# Required action
Every line with the string "mover" in it belongs in your answer, so copy them all from the data.

# Material shown

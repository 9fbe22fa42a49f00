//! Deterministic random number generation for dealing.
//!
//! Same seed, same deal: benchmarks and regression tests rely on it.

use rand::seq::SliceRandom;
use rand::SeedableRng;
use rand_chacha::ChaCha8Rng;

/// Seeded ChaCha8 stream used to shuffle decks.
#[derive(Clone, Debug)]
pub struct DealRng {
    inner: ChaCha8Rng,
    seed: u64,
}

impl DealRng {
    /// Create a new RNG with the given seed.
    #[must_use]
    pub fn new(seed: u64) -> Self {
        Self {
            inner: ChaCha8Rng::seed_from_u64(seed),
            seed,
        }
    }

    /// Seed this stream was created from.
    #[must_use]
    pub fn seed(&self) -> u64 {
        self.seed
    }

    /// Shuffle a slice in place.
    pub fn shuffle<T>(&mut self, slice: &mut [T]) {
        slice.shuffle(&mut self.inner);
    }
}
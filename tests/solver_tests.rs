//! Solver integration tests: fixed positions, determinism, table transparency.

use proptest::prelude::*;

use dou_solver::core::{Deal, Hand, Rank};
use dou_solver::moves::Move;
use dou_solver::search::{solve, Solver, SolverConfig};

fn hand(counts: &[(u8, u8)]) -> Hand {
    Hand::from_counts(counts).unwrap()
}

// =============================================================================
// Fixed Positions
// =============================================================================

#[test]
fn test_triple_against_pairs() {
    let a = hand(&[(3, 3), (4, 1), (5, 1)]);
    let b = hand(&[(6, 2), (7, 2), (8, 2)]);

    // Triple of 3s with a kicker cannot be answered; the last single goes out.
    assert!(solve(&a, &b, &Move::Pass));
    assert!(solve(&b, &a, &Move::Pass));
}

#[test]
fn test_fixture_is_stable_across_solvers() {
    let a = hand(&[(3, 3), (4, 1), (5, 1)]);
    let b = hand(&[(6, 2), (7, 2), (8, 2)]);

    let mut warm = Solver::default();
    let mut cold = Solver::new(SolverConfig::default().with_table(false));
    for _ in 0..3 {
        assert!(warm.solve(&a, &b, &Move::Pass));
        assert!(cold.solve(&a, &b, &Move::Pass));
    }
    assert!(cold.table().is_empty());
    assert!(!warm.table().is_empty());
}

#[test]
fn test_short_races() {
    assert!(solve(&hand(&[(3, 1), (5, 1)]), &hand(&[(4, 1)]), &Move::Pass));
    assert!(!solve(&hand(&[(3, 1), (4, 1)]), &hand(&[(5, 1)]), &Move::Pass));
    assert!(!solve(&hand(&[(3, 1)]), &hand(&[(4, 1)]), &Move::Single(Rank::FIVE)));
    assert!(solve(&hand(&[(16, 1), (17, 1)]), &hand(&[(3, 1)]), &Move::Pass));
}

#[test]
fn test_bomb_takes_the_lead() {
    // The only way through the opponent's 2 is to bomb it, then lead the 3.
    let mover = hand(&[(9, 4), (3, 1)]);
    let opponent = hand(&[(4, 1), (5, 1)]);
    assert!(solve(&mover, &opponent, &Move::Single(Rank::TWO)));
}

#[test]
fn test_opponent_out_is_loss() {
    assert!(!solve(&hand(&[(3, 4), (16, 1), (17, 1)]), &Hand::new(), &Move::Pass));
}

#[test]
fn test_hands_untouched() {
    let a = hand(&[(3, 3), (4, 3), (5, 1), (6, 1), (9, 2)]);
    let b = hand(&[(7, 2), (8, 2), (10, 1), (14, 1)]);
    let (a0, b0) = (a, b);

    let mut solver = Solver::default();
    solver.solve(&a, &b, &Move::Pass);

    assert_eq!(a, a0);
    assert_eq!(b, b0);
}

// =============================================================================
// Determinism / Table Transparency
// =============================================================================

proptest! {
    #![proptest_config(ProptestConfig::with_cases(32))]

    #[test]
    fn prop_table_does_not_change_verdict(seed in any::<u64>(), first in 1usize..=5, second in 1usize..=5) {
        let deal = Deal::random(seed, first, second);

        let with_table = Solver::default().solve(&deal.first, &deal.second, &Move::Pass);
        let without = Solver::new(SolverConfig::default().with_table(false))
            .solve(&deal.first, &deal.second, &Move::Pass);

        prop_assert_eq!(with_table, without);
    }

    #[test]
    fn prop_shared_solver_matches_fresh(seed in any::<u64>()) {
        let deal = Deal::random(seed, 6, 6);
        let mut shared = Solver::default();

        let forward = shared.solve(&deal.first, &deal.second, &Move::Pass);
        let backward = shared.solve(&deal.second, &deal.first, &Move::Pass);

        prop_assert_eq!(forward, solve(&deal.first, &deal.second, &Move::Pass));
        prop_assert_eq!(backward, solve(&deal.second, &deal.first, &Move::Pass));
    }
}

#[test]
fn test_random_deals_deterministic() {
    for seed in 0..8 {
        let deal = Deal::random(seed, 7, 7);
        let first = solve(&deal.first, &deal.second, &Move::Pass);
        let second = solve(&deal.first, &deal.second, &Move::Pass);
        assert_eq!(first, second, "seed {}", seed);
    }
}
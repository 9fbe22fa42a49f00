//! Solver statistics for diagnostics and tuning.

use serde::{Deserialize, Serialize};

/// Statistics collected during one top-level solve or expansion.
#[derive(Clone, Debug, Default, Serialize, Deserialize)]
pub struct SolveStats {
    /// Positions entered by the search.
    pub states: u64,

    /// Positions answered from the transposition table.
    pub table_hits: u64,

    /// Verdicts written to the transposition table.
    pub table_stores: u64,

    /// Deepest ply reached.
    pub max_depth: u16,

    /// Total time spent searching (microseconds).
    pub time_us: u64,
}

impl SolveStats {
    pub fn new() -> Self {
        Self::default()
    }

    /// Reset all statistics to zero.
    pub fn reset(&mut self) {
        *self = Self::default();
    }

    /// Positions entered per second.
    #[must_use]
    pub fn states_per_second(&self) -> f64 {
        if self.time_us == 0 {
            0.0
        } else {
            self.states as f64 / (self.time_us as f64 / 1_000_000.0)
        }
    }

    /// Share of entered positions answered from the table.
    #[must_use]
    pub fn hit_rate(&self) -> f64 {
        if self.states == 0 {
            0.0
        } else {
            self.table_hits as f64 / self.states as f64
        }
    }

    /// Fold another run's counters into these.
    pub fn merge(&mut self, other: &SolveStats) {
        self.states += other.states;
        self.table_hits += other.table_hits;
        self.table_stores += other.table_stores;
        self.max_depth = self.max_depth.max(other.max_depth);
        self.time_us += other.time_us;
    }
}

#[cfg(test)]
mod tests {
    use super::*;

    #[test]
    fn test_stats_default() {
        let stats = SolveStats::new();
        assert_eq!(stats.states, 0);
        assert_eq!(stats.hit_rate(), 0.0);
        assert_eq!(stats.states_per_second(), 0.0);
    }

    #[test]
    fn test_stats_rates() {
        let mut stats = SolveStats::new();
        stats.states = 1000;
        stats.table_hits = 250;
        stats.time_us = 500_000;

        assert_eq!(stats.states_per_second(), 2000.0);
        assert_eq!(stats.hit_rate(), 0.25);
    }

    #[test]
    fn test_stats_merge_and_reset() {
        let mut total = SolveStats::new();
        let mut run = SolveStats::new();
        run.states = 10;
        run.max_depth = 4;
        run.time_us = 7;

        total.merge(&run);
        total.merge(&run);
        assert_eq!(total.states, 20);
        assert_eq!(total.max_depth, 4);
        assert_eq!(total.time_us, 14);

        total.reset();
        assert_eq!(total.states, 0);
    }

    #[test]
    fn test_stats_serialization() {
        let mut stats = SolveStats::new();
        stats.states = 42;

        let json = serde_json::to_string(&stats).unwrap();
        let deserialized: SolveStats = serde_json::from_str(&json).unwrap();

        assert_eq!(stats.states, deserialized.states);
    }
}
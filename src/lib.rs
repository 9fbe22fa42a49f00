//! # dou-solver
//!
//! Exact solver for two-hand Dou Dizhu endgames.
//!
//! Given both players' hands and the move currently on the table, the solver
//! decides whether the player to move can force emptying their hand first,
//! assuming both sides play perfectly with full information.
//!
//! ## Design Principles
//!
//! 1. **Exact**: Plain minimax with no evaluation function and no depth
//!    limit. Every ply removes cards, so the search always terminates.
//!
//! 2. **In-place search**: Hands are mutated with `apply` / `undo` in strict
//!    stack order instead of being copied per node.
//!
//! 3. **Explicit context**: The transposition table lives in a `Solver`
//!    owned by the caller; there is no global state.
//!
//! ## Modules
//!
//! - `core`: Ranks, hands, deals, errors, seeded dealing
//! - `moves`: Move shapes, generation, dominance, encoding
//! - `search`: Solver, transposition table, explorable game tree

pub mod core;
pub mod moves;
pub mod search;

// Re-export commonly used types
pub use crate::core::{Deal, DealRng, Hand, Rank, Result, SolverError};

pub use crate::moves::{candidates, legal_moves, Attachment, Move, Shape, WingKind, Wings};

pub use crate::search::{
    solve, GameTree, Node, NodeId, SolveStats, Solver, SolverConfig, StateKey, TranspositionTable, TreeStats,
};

# Answer for the task
    let mover = hand(&[(9, 4), (3, 1)]);
    assert!(solve(&mover, &opponent, &Move::Single(Rank::TWO)));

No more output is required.